Pedors Shoes and Corns and Calluses
What are corns?
Also known as clavus, heloma durum, or hard corn, a corn defines a discrete hard area on the skin of toes commonly caused by an ill fitting shoe, a prominent underlying bone or a badly positioned digital joint. Corns are accumulations of the skins epidermis which are created by the body to protect the underlying structures of the foot from excessive stresses. Corns are usually found on a toe.
What causes corns?
The area where corns form is usually under some form of compression, often from a shoe, as this skin cannot shed as the surrounding epidermis does and so it compacts and becomes adherent in the process. So what was initially a protective process for thickening the skin and underlying tissue becomes painful if the cause of the focal stress (which could be the shoe and or the underlying bone) is not relieved. The National Health Interview Survey has 68% of predominantly women had corns or calluses.

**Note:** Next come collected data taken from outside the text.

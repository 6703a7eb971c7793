//! SkyGnome core library for decoding the set-top box serial protocol.
//!
//! This crate implements the decoding pipeline used by the CLI: byte sources
//! feed a resumable framer, complete packets are walked block by block by the
//! packet decoder (layout/reader/parser), each block is dispatched on its
//! action code, and free-text synopses are mined for metadata, attributes and
//! content warnings. All I/O is isolated in `source` modules; decoding itself
//! is synchronous and side-effect free.
//!
//! Invariants:
//! - Exactly one `DecodedEvent` is produced per complete packet.
//! - No state survives across packets except the framer's accumulation buffer.
//! - Decoding never fails outward; malformed input degrades to null fields or
//!   a silent resynchronization on the next start marker.
//!
//! # Examples
//! ```
//! use skygnome_core::{Decoder, PacketBuilder};
//!
//! let bytes = PacketBuilder::new()
//!     .block("SSCN", "101")
//!     .block("SSCA", "BBC One")
//!     .to_bytes();
//!
//! let mut decoder = Decoder::new();
//! let mut events = Vec::new();
//! decoder.push(&bytes, |event| {
//!     events.push(event);
//!     std::ops::ControlFlow::Continue(())
//! });
//! assert_eq!(events[0].channel.number, Some(101));
//! assert_eq!(events[0].channel.name.as_deref(), Some("BBC One"));
//! ```

use serde::{Deserialize, Serialize};
use time::OffsetDateTime;

mod protocol;
mod session;
mod source;
mod synopsis;

pub use protocol::builder::PacketBuilder;
pub use protocol::error::ProtocolError;
pub use protocol::framer::{ByteFramer, FramerConfig, FramerEvent};
pub use protocol::parser::{DecodeOutcome, decode_packet, decode_packet_at};
pub use protocol::{Action, Packet};
pub use session::{Decoder, DecoderStats, SessionSummary, StopReason, listen};
pub use source::{
    ByteSource, CHUNK_SIZE, LINE_SETTINGS, LineSettings, ReaderSource, SourceError, open_device,
};
pub use synopsis::{mine_synopsis, normalize};

/// Structured record produced for every complete packet.
///
/// Every field starts out null or empty so the serialized schema is the same
/// for every packet, whichever blocks it happened to carry.
///
/// # Examples
/// ```
/// use skygnome_core::DecodedEvent;
/// use time::OffsetDateTime;
///
/// let event = DecodedEvent::empty(OffsetDateTime::UNIX_EPOCH);
/// assert!(event.channel.number.is_none());
/// assert!(event.program.warnings.is_empty());
/// ```
#[derive(Debug, Clone, PartialEq, Serialize, Deserialize)]
pub struct DecodedEvent {
    /// Time at which the packet was identified and the record created.
    #[serde(with = "time::serde::rfc3339")]
    pub received: OffsetDateTime,
    pub channel: Channel,
    pub program: Program,
    pub showing: Showing,
    pub epg: Epg,
    pub system: SystemState,
}

impl DecodedEvent {
    /// Create a record with every group in its empty state.
    pub fn empty(received: OffsetDateTime) -> Self {
        Self {
            received,
            channel: Channel::default(),
            program: Program::default(),
            showing: Showing::default(),
            epg: Epg::default(),
            system: SystemState::default(),
        }
    }
}

/// Currently tuned channel.
#[derive(Debug, Clone, Default, PartialEq, Eq, Serialize, Deserialize)]
pub struct Channel {
    /// Leading integer of the payload, sign included.
    pub number: Option<i32>,
    pub name: Option<String>,
}

/// Program metadata, partly mined out of the synopsis text.
#[derive(Debug, Clone, Default, PartialEq, Eq, Serialize, Deserialize)]
pub struct Program {
    pub title: Option<String>,
    /// Synopsis with extracted metadata, attributes and warnings removed.
    pub synopsis: Option<String>,
    pub season: Option<u32>,
    pub episodes: Option<u32>,
    pub episode: Option<u32>,
    /// Running time in minutes.
    pub duration: Option<u32>,
    pub year: Option<u32>,
    /// Content warning labels in detection order.
    pub warnings: Vec<String>,
}

/// Broadcast details of the current showing.
#[derive(Debug, Clone, Default, PartialEq, Eq, Serialize, Deserialize)]
pub struct Showing {
    #[serde(with = "time::serde::rfc3339::option")]
    pub started: Option<OffsetDateTime>,
    /// Attribute labels (e.g. "high definition") in bracket order.
    pub attributes: Vec<String>,
}

/// Raw echoes of guide payloads, before any synopsis mining.
#[derive(Debug, Clone, Default, PartialEq, Eq, Serialize, Deserialize)]
pub struct Epg {
    pub channel: Option<String>,
    pub started: Option<String>,
    pub title: Option<String>,
    pub description: Option<String>,
}

/// Box status reported alongside (or instead of) guide data.
#[derive(Debug, Clone, Default, PartialEq, Eq, Serialize, Deserialize)]
pub struct SystemState {
    pub message: Option<String>,
    /// Lowercased playback state such as "pause" or "fwd".
    pub trickplay: Option<String>,
    pub pin: Option<bool>,
    pub power: Option<bool>,
    pub interactive: Option<bool>,
    /// Unrecognized actions as `code:payload`, in block order.
    pub other: Vec<String>,
}

#[cfg(test)]
mod tests {
    use super::*;

    #[test]
    fn empty_event_serializes_every_field_as_null() {
        let event = DecodedEvent::empty(OffsetDateTime::UNIX_EPOCH);
        let value = serde_json::to_value(&event).expect("event json");

        assert_eq!(value["received"], "1970-01-01T00:00:00Z");
        assert!(value["channel"]["number"].is_null());
        assert!(value["program"]["synopsis"].is_null());
        assert!(value["showing"]["started"].is_null());
        assert!(value["epg"]["description"].is_null());
        assert!(value["system"]["pin"].is_null());
        assert_eq!(value["program"]["warnings"], serde_json::json!([]));
        assert_eq!(value["system"]["other"], serde_json::json!([]));
    }

    #[test]
    fn event_roundtrips_through_json() {
        let mut event = DecodedEvent::empty(OffsetDateTime::UNIX_EPOCH);
        event.showing.started = Some(OffsetDateTime::UNIX_EPOCH);
        event.showing.attributes.push("subtitles".to_string());

        let json = serde_json::to_string(&event).expect("serialize");
        let parsed: DecodedEvent = serde_json::from_str(&json).expect("deserialize");
        assert_eq!(parsed, event);
    }
}
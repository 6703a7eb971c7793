/// Start-of-packet marker byte (line feed). Never part of packet content.
pub const PACKET_START: u8 = 0x0a;

/// Width of the decimal total-length field at the start of a packet.
pub const PACKET_LEN_WIDTH: usize = 3;
pub const PACKET_LEN_RANGE: std::ops::Range<usize> = 0..PACKET_LEN_WIDTH;
/// Largest total length a three-digit field can declare.
pub const PACKET_MAX_LEN: usize = 999;

pub const ACTION_WIDTH: usize = 4;
pub const BLOCK_LEN_WIDTH: usize = 3;
/// Action code plus block length; the block length counts this header too.
pub const BLOCK_HEADER_LEN: usize = ACTION_WIDTH + BLOCK_LEN_WIDTH;

pub const ACTION_RANGE: std::ops::Range<usize> = 0..ACTION_WIDTH;
pub const BLOCK_LEN_RANGE: std::ops::Range<usize> = ACTION_WIDTH..BLOCK_HEADER_LEN;
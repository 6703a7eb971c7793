use once_cell::sync::Lazy;
use regex::Regex;
use time::{Duration, OffsetDateTime, Time};

use crate::DecodedEvent;

use super::reader::parse_int_prefix;

/// Programme start such as `9.23pm` or `10.02AM`.
static START_TIME: Lazy<Regex> =
    Lazy::new(|| Regex::new(r"([0-9]+)\.([0-9]+)([ap]m)").expect("start time regex"));

/// Semantic meaning of one block, keyed by its four-character code.
#[derive(Debug, Clone, Copy, PartialEq, Eq)]
pub enum Action {
    /// `SSCN`, or `CE00` while a channel number is being typed.
    ChannelNumber,
    /// `SSCA`
    ChannelName,
    /// `SSDT`: the box clock; carried but not used.
    ClockTime,
    /// `SST0`
    StartTime,
    /// `SSN0`
    Title,
    /// `SSE0`
    Synopsis,
    /// `SSEI`
    Trickplay,
    /// `CEER` invalid channel, `SYFS` audio unavailable, `SYD1` other
    /// system messages, `PUSP` signal problems, `PUCP` conditional access.
    Message,
    /// `SYIC`
    PinRequired,
    /// `SYST`
    Power,
    /// `SYIA`
    Interactive,
    Unknown,
}

impl Action {
    pub fn from_code(code: &str) -> Self {
        match code {
            "SSCN" | "CE00" => Action::ChannelNumber,
            "SSCA" => Action::ChannelName,
            "SSDT" => Action::ClockTime,
            "SST0" => Action::StartTime,
            "SSN0" => Action::Title,
            "SSE0" => Action::Synopsis,
            "SSEI" => Action::Trickplay,
            "CEER" | "SYFS" | "SYD1" | "PUSP" | "PUCP" => Action::Message,
            "SYIC" => Action::PinRequired,
            "SYST" => Action::Power,
            "SYIA" => Action::Interactive,
            _ => Action::Unknown,
        }
    }

    /// Apply the block's effect to the record. Never fails; payloads that do
    /// not parse leave the corresponding field null.
    pub fn apply(self, code: &str, payload: &str, event: &mut DecodedEvent, now: OffsetDateTime) {
        match self {
            Action::ChannelNumber => {
                event.channel.number =
                    parse_int_prefix(payload.as_bytes()).and_then(|n| i32::try_from(n).ok());
                event.epg.channel = Some(payload.to_string());
            }
            Action::ChannelName => {
                event.channel.name = Some(payload.to_string());
            }
            Action::ClockTime => {}
            Action::StartTime => {
                event.showing.started = parse_start_time(payload, now);
                event.epg.started = Some(payload.to_string());
            }
            Action::Title => {
                event.program.title = Some(payload.to_string());
                event.epg.title = Some(payload.to_string());
            }
            Action::Synopsis => {
                event.program.synopsis = Some(payload.to_string());
                event.epg.description = Some(payload.to_string());
            }
            Action::Trickplay => {
                event.system.trickplay = Some(payload.to_lowercase());
            }
            Action::Message => {
                // single characters such as '0' are line noise
                if payload.chars().count() > 1 {
                    event.system.message = Some(payload.to_string());
                }
            }
            Action::PinRequired => {
                event.system.pin = Some(payload == "8080");
            }
            Action::Power => {
                event.system.power = Some(payload == "0");
            }
            Action::Interactive => {
                event.system.interactive = Some(payload == "1");
            }
            Action::Unknown => {
                if !payload.is_empty() {
                    event.system.other.push(format!("{code}:{payload}"));
                }
            }
        }
    }
}

/// Resolve a 12-hour `H.MMam`/`H.MMpm` start against `now`.
///
/// The guide only carries a time of day. A start later than `now` must have
/// been before midnight, so it is moved back one day.
pub fn parse_start_time(payload: &str, now: OffsetDateTime) -> Option<OffsetDateTime> {
    let lowered = payload.to_lowercase();
    let caps = START_TIME.captures(&lowered)?;
    let hour = i64::from(caps[1].parse::<u32>().ok()?);
    let minute = i64::from(caps[2].parse::<u32>().ok()?);
    let hour = if &caps[3] == "pm" { hour + 12 } else { hour };

    let midnight = now.replace_time(Time::MIDNIGHT);
    let start = midnight
        .checked_add(Duration::hours(hour))?
        .checked_add(Duration::minutes(minute))?;
    if start > now {
        start.checked_sub(Duration::days(1))
    } else {
        Some(start)
    }
}
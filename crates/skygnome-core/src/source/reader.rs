use std::fs::File;
use std::io::{ErrorKind, Read};
use std::path::Path;

use super::{ByteSource, CHUNK_SIZE, SourceError};

/// Source over anything readable: a capture file, stdin or a device node.
pub struct ReaderSource<R> {
    inner: R,
    buf: Vec<u8>,
}

impl<R: Read> ReaderSource<R> {
    pub fn new(inner: R) -> Self {
        Self::with_chunk_size(inner, CHUNK_SIZE)
    }

    pub fn with_chunk_size(inner: R, chunk_size: usize) -> Self {
        Self {
            inner,
            buf: vec![0u8; chunk_size.max(1)],
        }
    }
}

impl<R: Read> ByteSource for ReaderSource<R> {
    fn next_chunk(&mut self) -> Result<Option<Vec<u8>>, SourceError> {
        loop {
            match self.inner.read(&mut self.buf) {
                Ok(0) => return Ok(None),
                Ok(n) => return Ok(Some(self.buf[..n].to_vec())),
                Err(err) if err.kind() == ErrorKind::Interrupted => continue,
                Err(err) => return Err(SourceError::Io(err)),
            }
        }
    }
}

/// Open a capture file or an already configured serial device node.
pub fn open_device(path: &Path) -> Result<ReaderSource<File>, SourceError> {
    let file = File::open(path).map_err(|source| SourceError::Open {
        path: path.display().to_string(),
        source,
    })?;
    Ok(ReaderSource::new(file))
}

#[cfg(test)]
mod tests {
    use super::{ReaderSource, open_device};
    use crate::source::{ByteSource, SourceError};
    use std::io::Cursor;
    use std::path::Path;

    #[test]
    fn yields_chunks_then_end() {
        let mut source = ReaderSource::with_chunk_size(Cursor::new(b"abcde".to_vec()), 2);
        assert_eq!(source.next_chunk().unwrap(), Some(b"ab".to_vec()));
        assert_eq!(source.next_chunk().unwrap(), Some(b"cd".to_vec()));
        assert_eq!(source.next_chunk().unwrap(), Some(b"e".to_vec()));
        assert_eq!(source.next_chunk().unwrap(), None);
    }

    #[test]
    fn open_missing_device_fails() {
        let err = match open_device(Path::new("/nonexistent/skygnome-tty")) {
            Ok(_) => panic!("expected open failure"),
            Err(err) => err,
        };
        assert!(matches!(err, SourceError::Open { .. }));
        assert!(err.to_string().contains("skygnome-tty"));
    }
}
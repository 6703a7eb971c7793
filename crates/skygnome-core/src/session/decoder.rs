use std::ops::ControlFlow;

use serde::{Deserialize, Serialize};
use time::OffsetDateTime;
use tracing::{debug, warn};

use crate::DecodedEvent;
use crate::protocol::framer::{ByteFramer, FramerConfig, FramerEvent};
use crate::protocol::parser::{decode_packet_at, local_now};

/// Counters kept across the lifetime of a decoder.
#[derive(Debug, Clone, Copy, Default, PartialEq, Eq, Serialize, Deserialize)]
pub struct DecoderStats {
    pub bytes: u64,
    pub packets: u64,
    /// Buffers dropped because the declared length could not be met.
    pub desyncs: u64,
    /// Buffers dropped by the maximum packet size guard.
    pub overflows: u64,
    /// Partial packets cut off by a new start marker.
    pub abandoned: u64,
    /// Packets whose block walk stopped early.
    pub malformed_blocks: u64,
}

/// Streaming decoder: framer plus per-packet decoding.
///
/// Bytes may be pushed in chunks of any size; a packet split across chunks
/// is completed by a later push.
pub struct Decoder {
    framer: ByteFramer,
    stats: DecoderStats,
    clock: fn() -> OffsetDateTime,
}

impl Default for Decoder {
    fn default() -> Self {
        Self::new()
    }
}

impl Decoder {
    pub fn new() -> Self {
        Self::with_config(FramerConfig::default())
    }

    pub fn with_config(config: FramerConfig) -> Self {
        Self {
            framer: ByteFramer::with_config(config),
            stats: DecoderStats::default(),
            clock: local_now,
        }
    }

    /// Replace the clock used for `received` and start-time resolution.
    pub fn with_clock(mut self, clock: fn() -> OffsetDateTime) -> Self {
        self.clock = clock;
        self
    }

    pub fn stats(&self) -> DecoderStats {
        self.stats
    }

    /// Feed a chunk, handing each decoded record to `on_event` in arrival
    /// order. When `on_event` breaks, the rest of the chunk is dropped, so
    /// cancellation always lands on a packet boundary.
    pub fn push<F>(&mut self, chunk: &[u8], mut on_event: F) -> ControlFlow<()>
    where
        F: FnMut(DecodedEvent) -> ControlFlow<()>,
    {
        for &byte in chunk {
            self.stats.bytes += 1;
            let Some(framed) = self.framer.feed(byte) else {
                continue;
            };
            match framed {
                FramerEvent::Packet(packet) => {
                    self.stats.packets += 1;
                    let outcome = decode_packet_at(&packet, (self.clock)());
                    debug!(len = packet.len(), blocks = outcome.blocks, "decoded packet");
                    if let Some(err) = &outcome.error {
                        self.stats.malformed_blocks += 1;
                        debug!(%err, "block walk stopped early");
                    }
                    if on_event(outcome.event).is_break() {
                        return ControlFlow::Break(());
                    }
                }
                FramerEvent::Desync { buffered } => {
                    self.stats.desyncs += 1;
                    warn!(buffered, "framing desync, waiting for next start marker");
                }
                FramerEvent::Overflow { buffered } => {
                    self.stats.overflows += 1;
                    warn!(
                        buffered,
                        limit = self.framer.config().max_packet_len,
                        "packet exceeds size limit, dropping"
                    );
                }
                FramerEvent::Abandoned { buffered } => {
                    self.stats.abandoned += 1;
                    debug!(buffered, "partial packet cut off by start marker");
                }
            }
        }
        ControlFlow::Continue(())
    }
}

Removing the pressure that causes the pain is the first step in treating corns. There are various shoe modifications that can be made along with accommodative foot orthoses. If pain persists, consult with your local Podiatrist.
What are calluses?
Also known as tyloma, callosity, keratoma, plantar kerotoma, intractable plantar kerotoma, plantar hyperkeratosis. Calluses are discreet hard areas of the skin on the sole of the foot. Commonly caused by an ill fitting shoe, a prominent metatarsal bone or a mechanical dysfunction of the foot where there is increased pressure at a specific area on the sole of the foot. Calluses are found on the bottom of the foot.
What causes calluses?
Calluses are formed much in the same way as corns where a prolonged compression of the skin forcing the skin to compact and become adherent. One other consideration with calluses is that in some instances the plantar fat pad underneath the metatarsal heads thins leaving little padding and subjecting the skin under those metatarsal heads to even higher focal stresses.
Off-loading a plantar surface pressure point can be achieved by distributing weight away from the affected area or by added extra protecting or padding to the area. This could be achieved with either a moldable accommodative insert or with an orthotic device with additional padding to cover the metatarsal heads.